Nordgeist. Frostwinter. If you guessed that this is a groove metal album filled with slap bass and wacky ditties about otters then you best keep walking – as long as you have snowshoes!

Nordgiest is a one person Black Metal project from Siberia and the frostbitten brainchild of the mysteriously named “T”.  There is nothing I can tell you about “T” apart from she is female. There are appropriately obscure pictures on the web which only enhance the mystery and bleakness surrounding this release.

Frostwinter is the debut full length release following a split with Vinterskult in 2018 and features four tracks of melodic atmospheric Black Metal weighing in at over 45 minutes.

Nordgeist released a “single” – Revenge – recently but this was just a taster rather than a track to be enjoyed on its own. All four tracks do not really exist individually, threaded through as they are by the stark and harsh melodies of the album as a whole.

The guitars stand proudly at the forefront- feet planted in the crust covered snow, leaning into the Nordic blasts that sweep from between snow-capped peaks (see this has got me all poetic like) . T’s tortured vocals sit, sheltering behind, curled up with the bass and drums but spitting pain and rage with the venom that fans of DSBM will greatly appreciate.

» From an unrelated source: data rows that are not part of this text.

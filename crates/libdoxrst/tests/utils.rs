// Dead code detection breaks here, because the integration test crates all use a disjoint set of
// the pub items.
#![allow(dead_code)]

use std::{fs, path::Path};

use tempfile::TempDir;

/// Wrap a `<compounddef>` body in a complete doxygen document.
pub fn compound(id: &str, kind: &str, name: &str, body: &str) -> String {
    format!(
        r#"<?xml version='1.0' encoding='UTF-8' standalone='no'?>
<doxygen version="1.9.1" xml:lang="en-US">
  <compounddef id="{id}" kind="{kind}" language="PHP" prot="public">
    <compoundname>{name}</compoundname>
{body}
  </compounddef>
</doxygen>
"#
    )
}

/// A `<sectiondef>` holding the given member definitions.
pub fn section(kind: &str, members: &[String]) -> String {
    format!(
        "    <sectiondef kind=\"{kind}\">\n{}\n    </sectiondef>",
        members.join("\n")
    )
}

/// A declared parameter: `(type markup, name, escaped default)`.
pub type Param<'a> = (&'a str, &'a str, Option<&'a str>);

/// A `<memberdef kind="function">`. `brief` and `detailed` are raw XML placed
/// inside the description elements.
pub fn method(
    id: &str,
    definition: &str,
    params: &[Param<'_>],
    brief: &str,
    detailed: &str,
) -> String {
    let params: String = params
        .iter()
        .map(|(type_, name, default)| {
            let default = default
                .map(|value| format!("<defval>{value}</defval>"))
                .unwrap_or_default();
            format!("<param><type>{type_}</type><declname>{name}</declname>{default}</param>")
        })
        .collect();
    format!(
        r#"      <memberdef kind="function" id="{id}" prot="public" static="no">
        <type></type>
        <definition>{definition}</definition>
        <argsstring>()</argsstring>
        {params}
        <briefdescription>{brief}</briefdescription>
        <detaileddescription>{detailed}</detaileddescription>
      </memberdef>"#
    )
}

/// A base class reference. `None` leaves out the refid, as doxygen does for
/// undocumented bases.
pub fn base(refid: Option<&str>, name: &str) -> String {
    match refid {
        Some(refid) => format!(
            "    <basecompoundref refid=\"{refid}\" prot=\"public\" virt=\"non-virtual\">{name}</basecompoundref>"
        ),
        None => format!(
            "    <basecompoundref prot=\"public\" virt=\"non-virtual\">{name}</basecompoundref>"
        ),
    }
}

/// An `index.xml` listing `(refid, kind, name)` compounds.
pub fn index(entries: &[(&str, &str, &str)]) -> String {
    let compounds: String = entries
        .iter()
        .map(|(refid, kind, name)| {
            format!("  <compound refid=\"{refid}\" kind=\"{kind}\"><name>{name}</name></compound>\n")
        })
        .collect();
    format!(
        "<?xml version='1.0' encoding='UTF-8' standalone='no'?>\n<doxygenindex version=\"1.9.1\">\n{compounds}</doxygenindex>\n"
    )
}

/// Write `<refid>.xml` files into `dir`.
pub fn write_files(dir: &Path, files: &[(&str, String)]) {
    for (refid, xml) in files {
        fs::write(dir.join(format!("{refid}.xml")), xml).unwrap();
    }
}

/// A small PHP project in the `Geometry` namespace.
///
/// `Circle` extends `Shape`, implements `Drawable`, and overrides `area`.
/// The root namespace also lists `Vendor::Lib`, which lies outside it and
/// has no document at all.
pub fn geometry_files() -> Vec<(&'static str, String)> {
    vec![
        (
            "index",
            index(&[
                ("namespace_geometry", "namespace", "Geometry"),
                ("namespace_geometry_1_1_solid", "namespace", "Geometry::Solid"),
                ("namespace_vendor_1_1_lib", "namespace", "Vendor::Lib"),
                ("class_geometry_1_1_shape", "class", "Geometry::Shape"),
                ("class_geometry_1_1_circle", "class", "Geometry::Circle"),
                ("interface_geometry_1_1_drawable", "interface", "Geometry::Drawable"),
                ("class_geometry_1_1_solid_1_1_cube", "class", "Geometry::Solid::Cube"),
            ]),
        ),
        (
            "namespace_geometry",
            compound(
                "namespace_geometry",
                "namespace",
                "Geometry",
                r#"    <innerclass refid="class_geometry_1_1_shape" prot="public">Geometry::Shape</innerclass>
    <innerclass refid="class_geometry_1_1_circle" prot="public">Geometry::Circle</innerclass>
    <innerclass refid="interface_geometry_1_1_drawable" prot="public">Geometry::Drawable</innerclass>
    <innernamespace refid="namespace_geometry_1_1_solid">Geometry::Solid</innernamespace>
    <innernamespace refid="namespace_vendor_1_1_lib">Vendor::Lib</innernamespace>
    <briefdescription><para>Shapes for drawing.</para></briefdescription>
    <detaileddescription></detaileddescription>"#,
            ),
        ),
        (
            "namespace_geometry_1_1_solid",
            compound(
                "namespace_geometry_1_1_solid",
                "namespace",
                "Geometry::Solid",
                r#"    <innerclass refid="class_geometry_1_1_solid_1_1_cube" prot="public">Geometry::Solid::Cube</innerclass>
    <briefdescription></briefdescription>
    <detaileddescription><para>Three dimensional shapes.</para></detaileddescription>"#,
            ),
        ),
        (
            "class_geometry_1_1_shape",
            compound(
                "class_geometry_1_1_shape",
                "class",
                "Geometry::Shape",
                &[
                    section(
                        "public-func",
                        &[
                            method(
                                "shape_area",
                                "Geometry\\Shape::area",
                                &[],
                                "",
                                r#"<para><simplesect kind="return"><para>float The area.</para></simplesect></para>"#,
                            ),
                            method(
                                "shape_perimeter",
                                "Geometry\\Shape::perimeter",
                                &[],
                                "<para>Length of the outline.</para>",
                                r#"<para><simplesect kind="return"><para><ref refid="class_geometry_1_1_length" kindref="compound">Length</ref> in metres.</para></simplesect></para>"#,
                            ),
                        ],
                    ),
                    section(
                        "public-static-func",
                        &[method("shape_create", "Geometry\\Shape::create", &[], "", "")],
                    ),
                    section(
                        "private-func",
                        &[method("shape_secret", "Geometry\\Shape::secret", &[], "", "")],
                    ),
                ]
                .join("\n"),
            ),
        ),
        (
            "class_geometry_1_1_circle",
            compound(
                "class_geometry_1_1_circle",
                "class",
                "Geometry::Circle",
                &[
                    base(Some("class_geometry_1_1_shape"), "Geometry\\Shape"),
                    base(Some("interface_geometry_1_1_drawable"), "Geometry\\Drawable"),
                    section(
                        "public-func",
                        &[
                            method(
                                "circle_area",
                                "Geometry\\Circle::area",
                                &[],
                                "",
                                r#"<para>Area of the circle. <simplesect kind="return"><para>float The area.</para></simplesect></para>"#,
                            ),
                            method(
                                "circle_resize",
                                "Geometry\\Circle::resize",
                                &[("int", "$radius", None), ("string", "$label", Some("&quot;x&quot;"))],
                                "",
                                "",
                            ),
                        ],
                    ),
                    "    <briefdescription><para>A round shape.</para></briefdescription>".to_string(),
                ]
                .join("\n"),
            ),
        ),
        (
            "interface_geometry_1_1_drawable",
            compound(
                "interface_geometry_1_1_drawable",
                "interface",
                "Geometry::Drawable",
                &section(
                    "public-func",
                    &[method(
                        "drawable_draw",
                        "Geometry\\Drawable::draw",
                        &[("", "$canvas", None)],
                        "",
                        r#"<para><parameterlist kind="param"><parameteritem><parameternamelist><parametername>$canvas</parametername></parameternamelist><parameterdescription><para>Where to draw.</para></parameterdescription></parameteritem></parameterlist></para>"#,
                    )],
                ),
            ),
        ),
        (
            "class_geometry_1_1_solid_1_1_cube",
            compound(
                "class_geometry_1_1_solid_1_1_cube",
                "class",
                "Geometry::Solid::Cube",
                &base(Some("class_geometry_1_1_shape"), "Geometry\\Shape"),
            ),
        ),
    ]
}

/// Write the geometry project into a fresh temporary directory.
pub fn geometry() -> TempDir {
    let dir = TempDir::new().unwrap();
    write_files(dir.path(), &geometry_files());
    dir
}

/// Read a generated page below `root`.
pub fn read_page(root: &Path, path: &str) -> String {
    fs::read_to_string(root.join(path)).unwrap()
}
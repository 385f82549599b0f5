//! Effective member sets: local members plus whatever a class inherits.

use std::rc::Rc;

use indexmap::IndexMap;
use tracing::debug;

use crate::{
    error::{DoxRstError, Result},
    model::{CompoundDef, MemberCategory, MemberDef},
    store::DocumentStore,
};

/// Members keyed by short name, in accumulation order.
///
/// Accumulation order only decides which definition wins a name; use
/// [`MemberMap::sorted`] for presentation.
#[derive(Debug, Clone, Default)]
pub struct MemberMap {
    /// Entries in insertion order.
    entries: IndexMap<String, Rc<MemberDef>>,
}

impl MemberMap {
    /// Create an empty map.
    pub fn new() -> Self {
        Self::default()
    }

    /// Record `member` under its short name, replacing an existing entry.
    pub fn insert(&mut self, member: Rc<MemberDef>) {
        self.entries.insert(member.name.clone(), member);
    }

    /// Record `member` only if its short name is not present yet. Returns
    /// whether it was added.
    pub fn insert_if_absent(&mut self, member: Rc<MemberDef>) -> bool {
        if self.entries.contains_key(&member.name) {
            return false;
        }
        self.entries.insert(member.name.clone(), member);
        true
    }

    /// Look up a member by short name.
    pub fn get(&self, name: &str) -> Option<&Rc<MemberDef>> {
        self.entries.get(name)
    }

    /// Number of members.
    pub fn len(&self) -> usize {
        self.entries.len()
    }

    /// True when there are no members.
    pub fn is_empty(&self) -> bool {
        self.entries.is_empty()
    }

    /// Short names in accumulation order.
    pub fn names(&self) -> impl Iterator<Item = &str> {
        self.entries.keys().map(String::as_str)
    }

    /// Members ordered lexicographically by short name.
    pub fn sorted(&self) -> Vec<Rc<MemberDef>> {
        let mut members: Vec<_> = self.entries.values().cloned().collect();
        members.sort_by(|a, b| a.name.cmp(&b.name));
        members
    }
}

/// Compute the effective members of `compound` in `category`.
///
/// Locally declared members always win. Inherited members are pulled from
/// each base in declaration order, and an earlier base wins over a later one.
/// Private and static categories are never inherited.
pub fn resolve(
    store: &dyn DocumentStore,
    compound: &CompoundDef,
    category: &MemberCategory,
) -> Result<MemberMap> {
    let mut chain = Vec::new();
    resolve_in(store, compound, category, &mut chain)
}

/// Recursive step of [`resolve`]. `chain` holds the ids of the compounds
/// currently being resolved, outermost first.
fn resolve_in(
    store: &dyn DocumentStore,
    compound: &CompoundDef,
    category: &MemberCategory,
    chain: &mut Vec<String>,
) -> Result<MemberMap> {
    if chain.contains(&compound.id) {
        let mut cycle = chain.clone();
        cycle.push(compound.id.clone());
        return Err(DoxRstError::CyclicInheritance(cycle));
    }

    let mut members = MemberMap::new();
    for member in compound.members_in(category) {
        members.insert(Rc::clone(member));
    }

    if !category.is_inheritable() {
        return Ok(members);
    }

    chain.push(compound.id.clone());
    for base in &compound.bases {
        let base_def = store.compound(base.required_refid()?)?;
        let inherited = resolve_in(store, &base_def, category, chain)?;
        for member in inherited.entries.into_values() {
            if members.insert_if_absent(member) {
                debug!("{}: inherits {} from {}", compound.name, category, base_def.name);
            }
        }
    }
    chain.pop();

    Ok(members)
}
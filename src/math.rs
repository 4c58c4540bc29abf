use itertools::izip;

/// `y += a * x`
#[inline]
pub(crate) fn axpy(x: &[f64], y: &mut [f64], a: f64) {
    assert!(x.len() == y.len());
    izip!(x, y).for_each(|(x, y)| {
        *y += a * x;
    });
}

#[inline]
pub(crate) fn multiply(x: &[f64], y: &[f64], out: &mut [f64]) {
    let n = x.len();
    assert!(y.len() == n);
    assert!(out.len() == n);

    izip!(x, y, out).for_each(|(x, y, out)| {
        *out = x * y;
    });
}

/// `Σ x_i w_i y_i`
#[inline]
pub(crate) fn weighted_dot(x: &[f64], w: &[f64], y: &[f64]) -> f64 {
    let n = x.len();
    assert!(w.len() == n);
    assert!(y.len() == n);
    izip!(x, w, y).map(|(x, w, y)| x * w * y).sum()
}

#[inline]
pub(crate) fn all_finite(x: &[f64]) -> bool {
    x.iter().all(|x| x.is_finite())
}
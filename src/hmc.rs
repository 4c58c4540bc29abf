//! Hamiltonian Monte Carlo with a fixed step size, a fixed number of
//! leapfrog steps and a fixed diagonal metric.

use log::{debug, trace, warn};
use rand_chacha::ChaCha8Rng;

use crate::{
    integrator::{Leapfrog, PhasePoint, Trajectory},
    kernel::{check_dim, metropolis_accept, ChainState, Draw, Kernel, Result, SamplerError},
    math::all_finite,
    metric::DiagMetric,
    model::{LogDensityGradient, LogpError},
    random::{chain_rng, RandomSource},
};

/// Configuration of a static HMC chain.
#[derive(Debug, Clone, Copy, PartialEq)]
pub struct HmcSettings {
    /// The leapfrog step size.
    pub step_size: f64,
    /// The number of leapfrog steps per draw.
    pub num_steps: usize,
    pub seed: u64,
}

impl Default for HmcSettings {
    fn default() -> Self {
        Self {
            step_size: 0.1,
            num_steps: 10,
            seed: 0,
        }
    }
}

impl HmcSettings {
    /// Create the kernel for chain number `chain`.
    ///
    /// Chains with the same seed and different chain numbers use
    /// independent random streams. Without a metric, the unit metric is
    /// used.
    pub fn new_chain<M: LogDensityGradient>(
        &self,
        chain: u64,
        model: M,
        metric: Option<DiagMetric>,
        init: Option<&[f64]>,
    ) -> Result<HmcDiagKernel<M, ChaCha8Rng>> {
        let leapfrog = Leapfrog::new(self.step_size, self.num_steps)?;
        HmcDiagKernel::new(model, chain_rng(self.seed, chain), leapfrog, metric, init)
    }
}

/// Static-trajectory HMC with a diagonal metric.
///
/// Every draw refreshes the momentum from `N(0, M)`, runs the leapfrog
/// integrator and accepts the end point with the Metropolis criterion on
/// the joint density of position and momentum.
pub struct HmcDiagKernel<M, R> {
    model: M,
    rng: R,
    metric: DiagMetric,
    leapfrog: Leapfrog,
    current: PhasePoint,
    proposal: PhasePoint,
    evaluated: bool,
}

impl<M: LogDensityGradient, R: RandomSource> HmcDiagKernel<M, R> {
    /// Create a kernel. The model is not evaluated until the first draw.
    ///
    /// Without `init`, the chain starts at a standard normal draw.
    pub fn new(
        model: M,
        mut rng: R,
        leapfrog: Leapfrog,
        metric: Option<DiagMetric>,
        init: Option<&[f64]>,
    ) -> Result<Self> {
        let dim = model.dim();
        if let Some(init) = init {
            check_dim(dim, init.len())?;
        }
        let metric = match metric {
            Some(metric) => {
                metric.check_dim(dim)?;
                metric
            }
            None => DiagMetric::unit(dim),
        };

        let mut current = PhasePoint::new(dim);
        match init {
            Some(init) => current.position.copy_from_slice(init),
            None => rng.fill_normal(&mut current.position),
        }

        debug!(
            "Created HMC kernel for {} with dim {}, step size {}, {} leapfrog steps",
            model.name(),
            dim,
            leapfrog.step_size(),
            leapfrog.num_steps()
        );

        Ok(HmcDiagKernel {
            model,
            rng,
            metric,
            leapfrog,
            current,
            proposal: PhasePoint::new(dim),
            evaluated: false,
        })
    }

    pub fn metric(&self) -> &DiagMetric {
        &self.metric
    }

    pub fn leapfrog(&self) -> &Leapfrog {
        &self.leapfrog
    }

    pub fn model(&self) -> &M {
        &self.model
    }

    /// The current state, once the first draw has evaluated it.
    pub fn state(&self) -> Option<ChainState> {
        self.evaluated.then(|| ChainState {
            theta: self.current.position.clone(),
            log_density: self.current.log_density,
        })
    }

    fn evaluate_current(&mut self) -> Result<()> {
        if let Err(logp_error) = self.current.update_gradient(&self.model) {
            if !logp_error.is_recoverable() {
                return Err(SamplerError::LogpFailure(Box::new(logp_error)));
            }
            warn!("Initial point is outside the support: {}", logp_error);
            self.current.log_density = f64::NEG_INFINITY;
            self.current.gradient.fill(f64::NAN);
        }
        if self.current.log_density.is_nan() {
            self.current.log_density = f64::NEG_INFINITY;
        }
        if !self.current.log_density.is_finite() | !all_finite(&self.current.gradient) {
            warn!("Log density or gradient at the initial point is not finite");
        }
        self.evaluated = true;
        Ok(())
    }

    fn draw(&self, accepted: bool) -> Draw {
        Draw {
            theta: self.current.position.clone(),
            log_density: self.current.log_density,
            accepted,
        }
    }
}

impl<M: LogDensityGradient, R: RandomSource> Kernel for HmcDiagKernel<M, R> {
    fn dim(&self) -> usize {
        self.metric.dim()
    }

    fn position(&self) -> &[f64] {
        &self.current.position
    }

    fn log_density(&self) -> Option<f64> {
        self.evaluated.then_some(self.current.log_density)
    }

    fn step(&mut self) -> Result<Draw> {
        if !self.evaluated {
            self.evaluate_current()?;
        }

        self.metric
            .randomize_momentum(&mut self.rng, &mut self.current.momentum);
        let initial = self.current.joint_log_density(&self.metric);

        self.proposal.copy_from(&self.current);
        let proposed = match self
            .leapfrog
            .integrate(&self.model, &self.metric, &mut self.proposal)?
        {
            Trajectory::Complete => self.proposal.joint_log_density(&self.metric),
            Trajectory::Diverged(info) => {
                debug!(
                    "Rejecting trajectory that diverged after {} leapfrog steps",
                    info.completed_steps
                );
                f64::NEG_INFINITY
            }
        };

        let u = self.rng.uniform();
        let accepted = metropolis_accept(proposed - initial, u);
        if accepted {
            std::mem::swap(&mut self.current, &mut self.proposal);
        }
        trace!(
            "HMC energy change {}, accepted: {}",
            proposed - initial,
            accepted
        );

        Ok(self.draw(accepted))
    }
}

The songs are grand in scale but could do with a little extra oomph in the production to make the highs really pop and the lows really plumet but in a world of self-production and low budgets that is a minor flaw. The melodies are swooping and often heartbreakingly melancholy which is what I always look for in atmospheric Black Metal. Sorrow and bleakness convey a much more piercing darkness than cod Satanism and nihilism and show the reality of the greyness of the human spirit rather than a cartoon black.

Although being from Russia, Nordgeist evidently have look to the West for inspiration with a particularly Nordic feel to the compositions – I will not insult you by naming the usual suspects of the more atmospheric BM world.

I am sure other reviewers would and could wax lyrical about the minutiae of this album and the textures and influences within it. However, Frostwinter demands full immersion and as such I find myself rolling back from the keyboard and drifting off into the bright midnight sun-drenched winterscape that Nordgeist have sculpted and completely losing track of what I wanted to waffle on about. That alone has got to be a good thing.  Sure, the production is a little lacking but this is Black Metal for great Odin’s raven’s sake.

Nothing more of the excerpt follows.